What is being asked: Please find every line in the entries below that contains the string "take", and copy it.

Saved data entries
/---
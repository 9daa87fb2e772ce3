use super::table::Table;

/// Bullet used for every item of an unordered list.
pub const UNORDERED_BULLET: &str = "• ";

/// One top-level renderable unit of a document.
///
/// The set of variants is closed: a renderer adapter matches on it
/// exhaustively and owns all drawing concerns. Blocks carry attributes only.
#[derive(Debug, Clone, PartialEq, Eq)]
pub enum Block {
    /// An ATX or setext heading.
    Heading {
        /// Heading level, 1 through 6.
        level: u8,
        text: String,
    },
    Paragraph {
        text: String,
    },
    /// Fenced or indented code. Fence delimiter lines are not part of `code`
    /// and trailing newlines are trimmed.
    CodeBlock {
        /// Info string of a fenced block (e.g. `rust`), if any.
        lang: Option<String>,
        code: String,
    },
    ThematicBreak,
    BlockQuote {
        text: String,
    },
    ListGroup {
        items: Vec<ListItem>,
    },
    Table(Table),
    /// A run of non-table lines from the heuristic segmenter, handed to the
    /// renderer as unparsed markdown.
    Markdown {
        text: String,
    },
}

impl Block {
    /// Short variant name, used in logs and debug output.
    pub fn kind_name(&self) -> &'static str {
        match self {
            Block::Heading { .. } => "Heading",
            Block::Paragraph { .. } => "Paragraph",
            Block::CodeBlock { .. } => "CodeBlock",
            Block::ThematicBreak => "ThematicBreak",
            Block::BlockQuote { .. } => "BlockQuote",
            Block::ListGroup { .. } => "ListGroup",
            Block::Table(_) => "Table",
            Block::Markdown { .. } => "Markdown",
        }
    }

    /// Plain text carried by the block, in source order.
    ///
    /// Lists join their items and tables join their cells with newlines.
    pub fn plain_text(&self) -> String {
        match self {
            Block::Heading { text, .. }
            | Block::Paragraph { text }
            | Block::BlockQuote { text }
            | Block::Markdown { text } => text.clone(),
            Block::CodeBlock { code, .. } => code.clone(),
            Block::ThematicBreak => String::new(),
            Block::ListGroup { items } => items
                .iter()
                .map(|item| item.text.as_str())
                .collect::<Vec<_>>()
                .join("\n"),
            Block::Table(table) => std::iter::once(table.headers())
                .chain(table.rows().iter().map(Vec::as_slice))
                .flatten()
                .map(String::as_str)
                .collect::<Vec<_>>()
                .join("\n"),
        }
    }
}

/// A single entry of a [`Block::ListGroup`].
#[derive(Debug, Clone, PartialEq, Eq)]
pub struct ListItem {
    /// Nesting depth, 0 for items of a top-level list.
    pub indent: usize,
    /// Rendered marker including its trailing space, e.g. `"• "` or `"2. "`.
    pub bullet: String,
    pub text: String,
}

impl ListItem {
    /// Builds the item at 1-based position `ordinal` of a list.
    ///
    /// Ordered lists are renumbered from 1 regardless of the numerals written
    /// in the source.
    pub fn new(indent: usize, ordered: bool, ordinal: usize, text: String) -> Self {
        let bullet = if ordered {
            format!("{ordinal}. ")
        } else {
            UNORDERED_BULLET.to_string()
        };
        Self {
            indent,
            bullet,
            text,
        }
    }
}
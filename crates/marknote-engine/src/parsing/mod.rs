pub mod blocks;
pub mod options;

#[cfg(test)]
mod tests;

use blocks::{Block, MarkdownLineClassifier, build_blocks, runs_to_blocks, segment_lines};
pub use options::{Extensions, ParseOptions, Policy};

/// The block sequence of one document, rebuilt from scratch on every parse.
#[derive(Debug, Clone, Default, PartialEq, Eq)]
pub struct ParsedDoc {
    pub blocks: Vec<Block>,
}

impl ParsedDoc {
    pub fn is_empty(&self) -> bool {
        self.blocks.is_empty()
    }
}

/// Converts full document text into blocks.
///
/// Implementations are pure and hold no state besides their configuration, so
/// one instance may serve concurrent callers.
pub trait BlockParser: Send + Sync {
    fn parse(&self, text: &str) -> Vec<Block>;
}

#[derive(Debug, Default, Clone, Copy)]
pub struct StructuralParser {
    extensions: Extensions,
}

impl StructuralParser {
    pub fn new(extensions: Extensions) -> Self {
        Self { extensions }
    }
}

impl BlockParser for StructuralParser {
    fn parse(&self, text: &str) -> Vec<Block> {
        if text.trim().is_empty() {
            return vec![];
        }
        build_blocks(text, self.extensions.to_pulldown())
    }
}

#[derive(Debug, Default, Clone, Copy)]
pub struct HeuristicParser {
    extensions: Extensions,
}

impl HeuristicParser {
    pub fn new(extensions: Extensions) -> Self {
        Self { extensions }
    }
}

impl BlockParser for HeuristicParser {
    fn parse(&self, text: &str) -> Vec<Block> {
        if text.trim().is_empty() {
            return vec![];
        }
        let lines = MarkdownLineClassifier::new(self.extensions.tables).classify(text);
        runs_to_blocks(segment_lines(&lines))
    }
}

/// Returns the parser selected by `options.policy`.
pub fn parser_for(options: &ParseOptions) -> Box<dyn BlockParser> {
    match options.policy {
        Policy::Structural => Box::new(StructuralParser::new(options.extensions)),
        Policy::Heuristic => Box::new(HeuristicParser::new(options.extensions)),
    }
}

pub fn parse_document(text: &str, options: &ParseOptions) -> ParsedDoc {
    let blocks = parser_for(options).parse(text);
    log::debug!(
        "parsed {} bytes into {} blocks ({:?} policy)",
        text.len(),
        blocks.len(),
        options.policy
    );
    ParsedDoc { blocks }
}

/// Convenience: parse with the default structural policy.
pub fn parse_markdown(text: &str) -> ParsedDoc {
    parse_document(text, &ParseOptions::default())
}
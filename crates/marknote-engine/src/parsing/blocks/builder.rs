use std::ops::Range;

use pulldown_cmark::{CodeBlockKind, Event, Options, Parser, Tag};

use super::{
    kinds::TableSeparator,
    table::Table,
    types::{Block, ListItem},
};

/// Plain-text accumulator for flattened inline content.
///
/// Inline markup contributes only its text. Line breaks become `\n`, and a
/// nested block starting after existing text is separated by one `\n`.
#[derive(Debug, Default)]
struct FlatText {
    buf: String,
}

impl FlatText {
    fn push(&mut self, s: &str) {
        self.buf.push_str(s);
    }

    fn line_break(&mut self) {
        self.buf.push('\n');
    }

    fn break_block(&mut self) {
        if !self.buf.is_empty() && !self.buf.ends_with('\n') {
            self.buf.push('\n');
        }
    }

    /// Cells of a table flattened into running text are space separated.
    fn break_cell(&mut self) {
        if !self.buf.is_empty() && !self.buf.ends_with(['\n', ' ']) {
            self.buf.push(' ');
        }
    }

    fn finish(self) -> String {
        self.buf.trim().to_string()
    }
}

/// The top-level node currently being built.
#[derive(Debug)]
enum OpenNode {
    /// A node kind with no block mapping; its events are swallowed.
    Skip,
    Heading {
        level: u8,
        text: FlatText,
    },
    Paragraph(FlatText),
    Code {
        lang: Option<String>,
        code: String,
    },
    Quote(FlatText),
    List {
        ordered: bool,
        items: Vec<ListItem>,
        current: Option<FlatText>,
    },
    Table {
        headers: Vec<String>,
        rows: Vec<Vec<String>>,
        in_head: bool,
        row: Vec<String>,
        cell: Option<FlatText>,
        /// Byte offset where each row starts, header first.
        row_starts: Vec<usize>,
    },
}

fn is_block_tag(tag: &Tag<'_>) -> bool {
    matches!(
        tag,
        Tag::Paragraph
            | Tag::Heading { .. }
            | Tag::BlockQuote(..)
            | Tag::CodeBlock(_)
            | Tag::HtmlBlock
            | Tag::List(_)
            | Tag::Item
            | Tag::Table(_)
            | Tag::TableHead
            | Tag::TableRow
    )
}

impl OpenNode {
    fn open(tag: Tag<'_>) -> Self {
        match tag {
            Tag::Heading { level, .. } => OpenNode::Heading {
                level: level as u8,
                text: FlatText::default(),
            },
            Tag::Paragraph => OpenNode::Paragraph(FlatText::default()),
            Tag::CodeBlock(kind) => OpenNode::Code {
                lang: match kind {
                    CodeBlockKind::Fenced(info) => info
                        .split_whitespace()
                        .next()
                        .map(|lang| lang.to_string()),
                    CodeBlockKind::Indented => None,
                },
                code: String::new(),
            },
            Tag::BlockQuote(..) => OpenNode::Quote(FlatText::default()),
            Tag::List(start) => OpenNode::List {
                ordered: start.is_some(),
                items: Vec::new(),
                current: None,
            },
            Tag::Table(_) => OpenNode::Table {
                headers: Vec::new(),
                rows: Vec::new(),
                in_head: false,
                row: Vec::new(),
                cell: None,
                row_starts: Vec::new(),
            },
            _ => OpenNode::Skip,
        }
    }

    /// Text sink for inline content, if the node is collecting any right now.
    fn text_sink(&mut self) -> Option<&mut FlatText> {
        match self {
            OpenNode::Heading { text, .. } | OpenNode::Paragraph(text) | OpenNode::Quote(text) => {
                Some(text)
            }
            OpenNode::List { current, .. } => current.as_mut(),
            OpenNode::Table { cell, .. } => cell.as_mut(),
            OpenNode::Code { .. } | OpenNode::Skip => None,
        }
    }

    fn text(&mut self, s: &str) {
        match self {
            OpenNode::Code { code, .. } => code.push_str(s),
            other => {
                if let Some(sink) = other.text_sink() {
                    sink.push(s);
                }
            }
        }
    }

    fn line_break(&mut self) {
        if let Some(sink) = self.text_sink() {
            sink.line_break();
        }
    }

    /// A tag opened inside this node at byte `start`; `depth` is the nesting
    /// depth before it.
    fn nested_start(&mut self, tag: &Tag<'_>, depth: usize, start: usize) {
        if matches!(self, OpenNode::Quote(_) | OpenNode::List { .. }) {
            if let Some(sink) = self.text_sink() {
                if is_block_tag(tag) {
                    sink.break_block();
                } else if matches!(tag, Tag::TableCell) {
                    sink.break_cell();
                }
            }
        }

        match self {
            OpenNode::List { current, .. } if depth == 1 && matches!(tag, Tag::Item) => {
                *current = Some(FlatText::default());
            }
            OpenNode::Table {
                in_head,
                row,
                row_starts,
                ..
            } if depth == 1 => {
                *in_head = matches!(tag, Tag::TableHead);
                row.clear();
                row_starts.push(start);
            }
            OpenNode::Table { cell, .. } if depth == 2 => {
                *cell = Some(FlatText::default());
            }
            _ => {}
        }
    }

    /// A tag closed inside this node; `depth` is the nesting depth after it.
    fn nested_end(&mut self, depth: usize) {
        match self {
            OpenNode::List {
                ordered,
                items,
                current,
            } if depth == 1 => {
                if let Some(text) = current.take() {
                    let ordinal = items.len() + 1;
                    items.push(ListItem::new(0, *ordered, ordinal, text.finish()));
                }
            }
            OpenNode::Table { cell, row, .. } if depth == 2 => {
                if let Some(text) = cell.take() {
                    row.push(text.finish());
                }
            }
            OpenNode::Table {
                headers,
                rows,
                in_head,
                row,
                ..
            } if depth == 1 => {
                let cells = std::mem::take(row);
                if *in_head {
                    *headers = cells;
                    *in_head = false;
                } else {
                    rows.push(cells);
                }
            }
            _ => {}
        }
    }

    fn close(self) -> Option<Block> {
        match self {
            OpenNode::Skip => None,
            OpenNode::Heading { level, text } => Some(Block::Heading {
                level,
                text: text.finish(),
            }),
            OpenNode::Paragraph(text) => Some(Block::Paragraph {
                text: text.finish(),
            }),
            OpenNode::Code { lang, code } => Some(Block::CodeBlock {
                lang,
                code: code.trim_end_matches('\n').to_string(),
            }),
            OpenNode::Quote(text) => Some(Block::BlockQuote {
                text: text.finish(),
            }),
            OpenNode::List { items, .. } => Some(Block::ListGroup { items }),
            OpenNode::Table { headers, rows, .. } => {
                let table = Table::new(headers, rows);
                (table.num_cols() > 0).then_some(Block::Table(table))
            }
        }
    }
}

/// Parses `text` with pulldown-cmark and builds its top-level blocks.
pub fn build_blocks(text: &str, options: Options) -> Vec<Block> {
    let mut builder = BlockBuilder::new(text, options);
    for (event, range) in Parser::new_ext(text, options).into_offset_iter() {
        builder.push(event, range);
    }
    builder.finish()
}

/// Builds top-level [`Block`]s from a pulldown-cmark offset event stream.
///
/// Tracks tag nesting depth; every tag opened at depth 0 starts a new
/// top-level node, and the node is emitted when the depth returns to 0.
///
/// pulldown-cmark pads or cuts table rows to the header width. When `source`
/// is known, each row is fitted back to the cells actually written in it.
pub struct BlockBuilder<'a> {
    source: Option<&'a str>,
    options: Options,
    depth: usize,
    node: Option<OpenNode>,
    out: Vec<Block>,
}

impl<'a> BlockBuilder<'a> {
    /// `source` must be the text the events were parsed from with `options`.
    pub fn new(source: &'a str, options: Options) -> Self {
        Self {
            source: Some(source),
            ..Self::unfitted(options)
        }
    }

    /// A builder that keeps table rows as pulldown-cmark reports them.
    fn unfitted(options: Options) -> Self {
        Self {
            source: None,
            options,
            depth: 0,
            node: None,
            out: vec![],
        }
    }

    pub fn push(&mut self, event: Event<'_>, range: Range<usize>) {
        match event {
            Event::Start(tag) => self.start(tag, range.start),
            Event::End(_) => self.end(),
            Event::Rule if self.depth == 0 => self.out.push(Block::ThematicBreak),
            Event::Text(text) | Event::Code(text) => {
                if let Some(node) = self.node.as_mut() {
                    node.text(&text);
                }
            }
            Event::SoftBreak | Event::HardBreak => {
                if let Some(node) = self.node.as_mut() {
                    node.line_break();
                }
            }
            // Raw HTML, footnote references and the like carry no preview text.
            _ => {}
        }
    }

    pub fn finish(mut self) -> Vec<Block> {
        // Unbalanced stream: emit whatever was open.
        self.close_node();
        self.out
    }

    fn start(&mut self, tag: Tag<'_>, start: usize) {
        if self.depth == 0 {
            self.node = Some(OpenNode::open(tag));
        } else if let Some(node) = self.node.as_mut() {
            node.nested_start(&tag, self.depth, start);
        }
        self.depth += 1;
    }

    fn end(&mut self) {
        self.depth = self.depth.saturating_sub(1);
        if self.depth == 0 {
            self.close_node();
        } else if let Some(node) = self.node.as_mut() {
            node.nested_end(self.depth);
        }
    }

    fn close_node(&mut self) {
        let Some(mut node) = self.node.take() else {
            return;
        };
        if let (
            Some(source),
            OpenNode::Table {
                headers,
                rows,
                row_starts,
                ..
            },
        ) = (self.source, &mut node)
        {
            let lines = row_starts.iter().map(|&start| row_line(source, start));
            for (cells, line) in std::iter::once(headers).chain(rows.iter_mut()).zip(lines) {
                fit_row(cells, line, self.options);
            }
        }
        if let Some(block) = node.close() {
            self.out.push(block);
        }
    }
}

/// The source line a table row starts on.
fn row_line(source: &str, start: usize) -> &str {
    source
        .get(start..)
        .and_then(|rest| rest.lines().next())
        .unwrap_or_default()
}

/// Makes `cells` match the number of cells written in `line`.
///
/// Padding cells pulldown-cmark added to a short row are dropped. A row wider
/// than the header is parsed again on its own so no cell is lost.
fn fit_row(cells: &mut Vec<String>, line: &str, options: Options) {
    let width = TableSeparator::split_cells(line).len();
    while cells.len() > width && cells.last().is_some_and(String::is_empty) {
        cells.pop();
    }
    if cells.len() < width
        && let Some(full) = reparse_row(line, width, options)
    {
        *cells = full;
    }
}

/// Parses `line` as the only data row under a header `width` cells wide.
fn reparse_row(line: &str, width: usize, options: Options) -> Option<Vec<String>> {
    let header = format!("{}|", "|x".repeat(width));
    let separator = format!("{}|", "|-".repeat(width));
    let text = format!("{header}\n{separator}\n{}", line.trim());

    let mut builder = BlockBuilder::unfitted(options);
    for (event, range) in Parser::new_ext(&text, options).into_offset_iter() {
        builder.push(event, range);
    }
    match builder.finish().into_iter().next()? {
        Block::Table(table) => table.rows().first().cloned(),
        _ => None,
    }
}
\---
Answer space:
                if let Some(text) = current.take() {
                if let Some(text) = cell.take() {
                let cells = std::mem::take(row);
        let Some(mut node) = self.node.take() else {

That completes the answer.